- [Problem to solve] From the entries below, extract every line that includes the word "most".

- [Records for this task]

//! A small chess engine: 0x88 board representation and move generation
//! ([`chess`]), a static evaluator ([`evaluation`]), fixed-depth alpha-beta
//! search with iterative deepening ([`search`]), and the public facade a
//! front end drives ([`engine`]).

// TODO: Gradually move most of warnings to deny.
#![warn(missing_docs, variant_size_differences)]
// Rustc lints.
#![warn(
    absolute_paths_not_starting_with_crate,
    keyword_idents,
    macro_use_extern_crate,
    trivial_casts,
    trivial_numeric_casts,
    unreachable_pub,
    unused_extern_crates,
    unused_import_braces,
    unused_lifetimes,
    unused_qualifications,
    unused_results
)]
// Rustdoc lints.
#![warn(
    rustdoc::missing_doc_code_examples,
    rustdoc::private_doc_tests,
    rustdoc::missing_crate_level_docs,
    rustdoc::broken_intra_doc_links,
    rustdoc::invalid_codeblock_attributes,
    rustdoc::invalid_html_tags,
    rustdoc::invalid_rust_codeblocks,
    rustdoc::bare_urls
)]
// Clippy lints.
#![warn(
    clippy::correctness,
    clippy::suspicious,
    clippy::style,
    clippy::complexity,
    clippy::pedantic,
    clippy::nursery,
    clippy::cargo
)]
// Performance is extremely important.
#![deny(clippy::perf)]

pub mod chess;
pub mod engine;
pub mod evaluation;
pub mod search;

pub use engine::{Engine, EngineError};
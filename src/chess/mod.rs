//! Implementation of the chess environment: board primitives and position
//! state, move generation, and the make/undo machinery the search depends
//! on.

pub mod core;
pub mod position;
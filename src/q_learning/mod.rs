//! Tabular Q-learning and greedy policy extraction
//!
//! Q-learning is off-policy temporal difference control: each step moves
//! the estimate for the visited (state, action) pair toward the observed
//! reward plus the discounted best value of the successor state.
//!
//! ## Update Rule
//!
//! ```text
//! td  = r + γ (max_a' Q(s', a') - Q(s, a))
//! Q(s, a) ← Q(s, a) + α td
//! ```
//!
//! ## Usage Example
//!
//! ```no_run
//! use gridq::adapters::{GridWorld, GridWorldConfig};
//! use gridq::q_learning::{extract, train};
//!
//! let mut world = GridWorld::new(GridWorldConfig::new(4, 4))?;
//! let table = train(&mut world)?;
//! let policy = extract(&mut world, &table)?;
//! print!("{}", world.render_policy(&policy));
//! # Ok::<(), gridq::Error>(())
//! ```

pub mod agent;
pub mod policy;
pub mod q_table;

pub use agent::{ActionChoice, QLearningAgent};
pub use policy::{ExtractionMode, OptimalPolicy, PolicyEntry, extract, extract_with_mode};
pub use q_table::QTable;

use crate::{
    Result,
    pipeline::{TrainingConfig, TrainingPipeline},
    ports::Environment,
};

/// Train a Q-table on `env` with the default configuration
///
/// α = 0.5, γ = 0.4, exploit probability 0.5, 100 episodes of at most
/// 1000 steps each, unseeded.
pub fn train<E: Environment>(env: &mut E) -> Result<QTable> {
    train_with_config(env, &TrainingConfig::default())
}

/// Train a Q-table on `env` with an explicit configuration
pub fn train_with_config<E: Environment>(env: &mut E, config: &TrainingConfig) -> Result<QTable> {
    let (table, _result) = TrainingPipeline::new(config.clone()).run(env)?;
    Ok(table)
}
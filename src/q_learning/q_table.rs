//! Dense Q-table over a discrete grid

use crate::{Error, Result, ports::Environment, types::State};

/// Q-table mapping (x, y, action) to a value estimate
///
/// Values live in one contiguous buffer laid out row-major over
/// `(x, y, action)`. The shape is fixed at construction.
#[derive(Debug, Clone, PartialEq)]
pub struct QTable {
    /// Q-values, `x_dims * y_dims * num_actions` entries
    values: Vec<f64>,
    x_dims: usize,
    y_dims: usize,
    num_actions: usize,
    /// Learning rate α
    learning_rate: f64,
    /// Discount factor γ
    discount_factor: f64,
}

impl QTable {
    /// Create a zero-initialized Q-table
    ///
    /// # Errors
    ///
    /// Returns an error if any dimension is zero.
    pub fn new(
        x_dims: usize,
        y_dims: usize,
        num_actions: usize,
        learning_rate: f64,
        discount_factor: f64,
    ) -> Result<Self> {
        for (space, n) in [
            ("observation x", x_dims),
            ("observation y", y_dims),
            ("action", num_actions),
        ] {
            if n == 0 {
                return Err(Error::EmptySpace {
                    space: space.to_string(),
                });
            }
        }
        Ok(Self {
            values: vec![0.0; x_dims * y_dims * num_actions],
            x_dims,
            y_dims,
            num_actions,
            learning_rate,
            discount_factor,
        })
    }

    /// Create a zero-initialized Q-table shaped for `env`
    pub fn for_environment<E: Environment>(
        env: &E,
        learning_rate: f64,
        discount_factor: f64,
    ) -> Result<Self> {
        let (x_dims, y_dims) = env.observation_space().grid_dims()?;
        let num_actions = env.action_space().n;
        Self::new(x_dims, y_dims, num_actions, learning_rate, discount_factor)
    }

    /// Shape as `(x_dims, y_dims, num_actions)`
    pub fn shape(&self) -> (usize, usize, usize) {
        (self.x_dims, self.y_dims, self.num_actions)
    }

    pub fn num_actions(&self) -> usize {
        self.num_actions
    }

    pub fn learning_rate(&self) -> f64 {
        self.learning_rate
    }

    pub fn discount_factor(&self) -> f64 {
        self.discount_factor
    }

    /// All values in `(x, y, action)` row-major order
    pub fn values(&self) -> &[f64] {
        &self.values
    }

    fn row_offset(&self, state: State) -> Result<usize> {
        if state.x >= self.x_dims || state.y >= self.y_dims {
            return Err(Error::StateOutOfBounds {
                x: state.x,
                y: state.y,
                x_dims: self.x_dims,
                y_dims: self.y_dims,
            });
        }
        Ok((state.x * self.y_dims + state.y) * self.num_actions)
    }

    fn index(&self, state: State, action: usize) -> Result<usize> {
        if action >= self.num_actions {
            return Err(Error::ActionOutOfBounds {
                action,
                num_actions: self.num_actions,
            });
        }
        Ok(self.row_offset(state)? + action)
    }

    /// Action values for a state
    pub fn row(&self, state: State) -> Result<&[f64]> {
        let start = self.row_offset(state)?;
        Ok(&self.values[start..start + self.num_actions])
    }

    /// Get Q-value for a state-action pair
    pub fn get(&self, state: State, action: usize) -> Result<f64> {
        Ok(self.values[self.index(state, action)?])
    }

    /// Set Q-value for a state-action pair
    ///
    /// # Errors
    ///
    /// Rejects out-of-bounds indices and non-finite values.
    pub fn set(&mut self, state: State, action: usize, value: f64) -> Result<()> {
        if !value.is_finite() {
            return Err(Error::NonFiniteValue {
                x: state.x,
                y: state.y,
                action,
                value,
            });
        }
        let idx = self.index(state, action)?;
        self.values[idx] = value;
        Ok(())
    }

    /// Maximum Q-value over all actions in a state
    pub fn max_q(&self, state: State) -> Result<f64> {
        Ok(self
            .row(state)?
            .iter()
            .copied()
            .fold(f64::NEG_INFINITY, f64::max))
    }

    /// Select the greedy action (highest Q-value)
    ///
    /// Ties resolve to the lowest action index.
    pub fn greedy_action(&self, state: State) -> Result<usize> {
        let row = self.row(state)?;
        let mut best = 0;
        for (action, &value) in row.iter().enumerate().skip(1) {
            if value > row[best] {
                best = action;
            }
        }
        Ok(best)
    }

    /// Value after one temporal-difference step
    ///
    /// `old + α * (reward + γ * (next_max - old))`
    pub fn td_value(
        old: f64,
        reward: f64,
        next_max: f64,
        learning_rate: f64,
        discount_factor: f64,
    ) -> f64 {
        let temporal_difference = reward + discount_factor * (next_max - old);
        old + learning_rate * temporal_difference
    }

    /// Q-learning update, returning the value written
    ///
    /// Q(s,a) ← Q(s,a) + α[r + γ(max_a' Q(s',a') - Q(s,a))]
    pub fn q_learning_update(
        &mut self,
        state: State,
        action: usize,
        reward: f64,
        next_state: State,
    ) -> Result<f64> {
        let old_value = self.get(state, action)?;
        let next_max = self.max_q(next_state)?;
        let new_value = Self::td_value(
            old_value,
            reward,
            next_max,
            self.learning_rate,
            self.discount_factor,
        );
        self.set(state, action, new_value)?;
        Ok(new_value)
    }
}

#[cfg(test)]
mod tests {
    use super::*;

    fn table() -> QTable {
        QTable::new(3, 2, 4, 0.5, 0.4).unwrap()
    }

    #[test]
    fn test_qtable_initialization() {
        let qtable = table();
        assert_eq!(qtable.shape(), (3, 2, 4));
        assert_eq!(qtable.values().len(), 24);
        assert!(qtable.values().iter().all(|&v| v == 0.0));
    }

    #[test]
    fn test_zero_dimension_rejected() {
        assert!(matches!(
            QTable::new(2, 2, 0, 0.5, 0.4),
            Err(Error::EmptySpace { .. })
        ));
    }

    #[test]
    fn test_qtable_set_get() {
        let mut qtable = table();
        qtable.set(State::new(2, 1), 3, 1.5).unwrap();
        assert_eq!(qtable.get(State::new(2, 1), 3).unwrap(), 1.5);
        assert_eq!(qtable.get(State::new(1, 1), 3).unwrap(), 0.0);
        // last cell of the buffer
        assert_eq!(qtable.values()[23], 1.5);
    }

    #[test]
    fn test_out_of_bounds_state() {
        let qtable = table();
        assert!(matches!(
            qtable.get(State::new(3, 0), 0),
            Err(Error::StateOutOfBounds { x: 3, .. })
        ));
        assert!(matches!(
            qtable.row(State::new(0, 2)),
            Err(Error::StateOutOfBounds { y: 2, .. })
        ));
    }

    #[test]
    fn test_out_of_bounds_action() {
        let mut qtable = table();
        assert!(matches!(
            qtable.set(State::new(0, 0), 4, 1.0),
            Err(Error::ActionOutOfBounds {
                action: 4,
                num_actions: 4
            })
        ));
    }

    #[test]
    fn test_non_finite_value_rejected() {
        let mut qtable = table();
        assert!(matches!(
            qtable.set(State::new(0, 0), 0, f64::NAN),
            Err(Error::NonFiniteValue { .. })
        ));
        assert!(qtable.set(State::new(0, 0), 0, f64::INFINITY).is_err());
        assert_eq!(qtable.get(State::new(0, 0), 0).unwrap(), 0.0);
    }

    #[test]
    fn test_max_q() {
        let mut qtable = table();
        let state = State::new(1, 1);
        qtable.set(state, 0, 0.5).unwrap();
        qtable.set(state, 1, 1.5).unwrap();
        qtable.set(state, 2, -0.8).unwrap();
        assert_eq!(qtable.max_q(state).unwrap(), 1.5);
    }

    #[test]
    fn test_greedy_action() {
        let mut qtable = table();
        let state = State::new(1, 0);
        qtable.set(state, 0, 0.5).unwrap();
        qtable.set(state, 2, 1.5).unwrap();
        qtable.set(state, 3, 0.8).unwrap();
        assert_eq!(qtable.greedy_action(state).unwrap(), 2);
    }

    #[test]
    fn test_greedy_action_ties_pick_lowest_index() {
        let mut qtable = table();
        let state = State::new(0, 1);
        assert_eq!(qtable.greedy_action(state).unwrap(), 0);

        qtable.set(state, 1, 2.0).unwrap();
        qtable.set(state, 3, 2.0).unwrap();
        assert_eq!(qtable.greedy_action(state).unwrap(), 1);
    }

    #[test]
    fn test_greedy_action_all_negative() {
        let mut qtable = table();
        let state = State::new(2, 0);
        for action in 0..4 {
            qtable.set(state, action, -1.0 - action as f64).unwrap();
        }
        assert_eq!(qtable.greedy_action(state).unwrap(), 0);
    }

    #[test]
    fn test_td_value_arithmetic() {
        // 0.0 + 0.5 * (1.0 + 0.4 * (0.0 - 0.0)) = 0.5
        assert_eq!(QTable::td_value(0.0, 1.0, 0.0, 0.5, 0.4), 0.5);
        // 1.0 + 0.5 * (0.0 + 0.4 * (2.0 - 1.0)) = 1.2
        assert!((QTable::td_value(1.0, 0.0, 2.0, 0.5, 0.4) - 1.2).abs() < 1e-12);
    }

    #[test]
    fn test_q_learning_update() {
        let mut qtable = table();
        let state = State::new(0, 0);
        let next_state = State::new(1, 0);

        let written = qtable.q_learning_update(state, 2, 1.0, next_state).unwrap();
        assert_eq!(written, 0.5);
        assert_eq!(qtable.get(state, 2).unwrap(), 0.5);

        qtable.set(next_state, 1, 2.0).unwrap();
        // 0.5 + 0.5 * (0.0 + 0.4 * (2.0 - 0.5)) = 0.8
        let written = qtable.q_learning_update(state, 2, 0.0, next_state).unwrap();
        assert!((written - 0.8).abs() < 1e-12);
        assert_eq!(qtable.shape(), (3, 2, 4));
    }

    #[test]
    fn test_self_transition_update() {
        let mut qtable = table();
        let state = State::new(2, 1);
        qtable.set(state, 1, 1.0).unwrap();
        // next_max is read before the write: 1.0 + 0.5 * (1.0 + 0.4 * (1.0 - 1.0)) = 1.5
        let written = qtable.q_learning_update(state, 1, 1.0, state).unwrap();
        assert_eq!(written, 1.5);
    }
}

- [Task answer]
// TODO: Gradually move most of warnings to deny.
/// α = 0.5, γ = 0.4, exploit probability 0.5, 100 episodes of at most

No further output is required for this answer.